The district will also ask parents to take their child’s temperature before sending them to school on days they will be learning in person. Rebeck said this is being done in accordance with guidance from the Kansas Department of Education, as well as the Centers for Disease Control and Prevention.

The district is considering providing thermometers to families who ask for them and also giving families guidelines on how to properly screen for COVID-19 symptoms.

If students are ill or showing symptoms, the district will require that students stay home for at least 10 days from the onset of their symptoms or after 24 hours passes without a fever, whichever happens first.

If students are exposed to a positive case, they will have to quarantine away from school for 14 days. If a positive case occurs in a classroom, the district says the school’s nurse will notify all affected students, who will be given instructions to quarantine.

“That makes me nervous,” Northwest Board Member Jaime Borgman said Monday. “The likelihood of kids having to quarantine is going to be pretty high, and two weeks without any direct teaching, that’s a long time.”

The district recently surveyed students and teachers on whether they preferred “remote” or “in person” learning. What became of that?

The district is using responses to those surveys to assign students and staff to either a “remote only” learning model for the fall or an “in person” model, which would include some time spent at school and some time learning remotely.

Student/family responses to SMSD survey. Screen shot of slide presentation. Credit SMSD.

Of the nearly 27,700 students/families that responded, the district said 71% chose the “in person” model.

Students who did not respond are automatically being enrolled in the “in person” option, the district said.

Dr. Michael Schumacher, Ed.D, the district’s interim Associate Superintendent for Human Resources, told the board Monday that students will have to stay in their assigned learning mode for the entire fall semester.

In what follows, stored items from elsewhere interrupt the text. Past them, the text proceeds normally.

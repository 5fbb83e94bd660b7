// src/error.rs
//
// Error type shared by construction, arithmetic and operand dispatch.
// Every failure is synchronous; no partially built value ever escapes.

use std::fmt;

use crate::dispatch::{BinaryOp, CompareOp};

pub type Result<T> = std::result::Result<T, RationalError>;

/// Coarse classification of a [`RationalError`].
#[derive(Debug, Clone, Copy, PartialEq, Eq, Hash)]
pub enum ErrorKind {
    InvalidArgument,
    DivisionByZero,
    Unsupported,
}

impl fmt::Display for ErrorKind {
    fn fmt(&self, f: &mut fmt::Formatter<'_>) -> fmt::Result {
        match self {
            ErrorKind::InvalidArgument => write!(f, "invalid argument"),
            ErrorKind::DivisionByZero => write!(f, "division by zero"),
            ErrorKind::Unsupported => write!(f, "unsupported operand"),
        }
    }
}

#[derive(Debug, Clone, PartialEq, Eq, thiserror::Error)]
pub enum RationalError {
    #[error("Denominator cannot be zero")]
    ZeroDenominator,
    #[error("Division by zero")]
    DivisionByZero,
    /// One side of a binary operation does not know the other operand.
    /// The caller may still try the reflected implementation.
    #[error("Operation '{op}' not implemented for this operand")]
    NotImplemented { op: BinaryOp },
    #[error("Unsupported operand types for '{op}'")]
    UnsupportedOperands { op: BinaryOp },
    #[error("'{op}' not supported between these operands")]
    NotComparable { op: CompareOp },
}

impl RationalError {
    pub fn kind(&self) -> ErrorKind {
        match self {
            RationalError::ZeroDenominator => ErrorKind::InvalidArgument,
            RationalError::DivisionByZero => ErrorKind::DivisionByZero,
            RationalError::NotImplemented { .. }
            | RationalError::UnsupportedOperands { .. }
            | RationalError::NotComparable { .. } => ErrorKind::Unsupported,
        }
    }

    /// `true` when a reflected implementation may still handle the operation.
    pub fn is_not_implemented(&self) -> bool {
        matches!(self, RationalError::NotImplemented { .. })
    }
}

“We do not have the capacity to move kids in and out of modes right now,” Schumacher said. “Once they’re assigned [to either ‘remote only’ or ‘in person’] they’ll have to stay in that.”

Meanwhile, in their own survey, 74% of Shawnee Mission staff said that they would prefer to teach in an “in person” model, with just 8% saying they’d prefer remote-only teaching. But Schumacher acknowledged that some teachers expressed concern over picking “remote” because they feared losing their spots at their schools and may have selected an “Other” option as a result.

Schumacher said they’ll work to have students, even those learning remotely, remain in group cohorts made up of other students from their home schools and taught by teachers at their schools, but he said it may not be possible in all cases, especially for some high school courses.

What about fall sports and student activities?

They’ll definitely be impacted.

The district says “high risk” activities that involve a lot of close, physical contact, like football and wrestling, would still be allowed to have workouts and practices but would not be able to compete unless the county is in the green “zone.”

Already, this summer, the district has suspended workouts and conditioning for fall sports multiple times due to positive COVID-19 cases.

“Moderate-” and “low-risk” activities, like cross country, volleyball and soccer, could be played with mitigation measures in place, including potentially wearing masks during competition, or in the case of cross country, staggering when runners start races.

Choir, band and theater, which typically require students to be in close quarters while breathing and exhaling heavily, fall under the “high risk” category. Bill Thomas, the district’s Director of Performing Arts, said they’re exploring alternatives, like having groups practicing outdoors and livestreaming concerts.

“It’s difficult when you have something you love,” Superintendent Fulton said. “We’ll be advocating for these students, and if we can’t do activities this fall, we may look at coming up with alternatives.”

He said that could include potentially playing fall sports in the spring.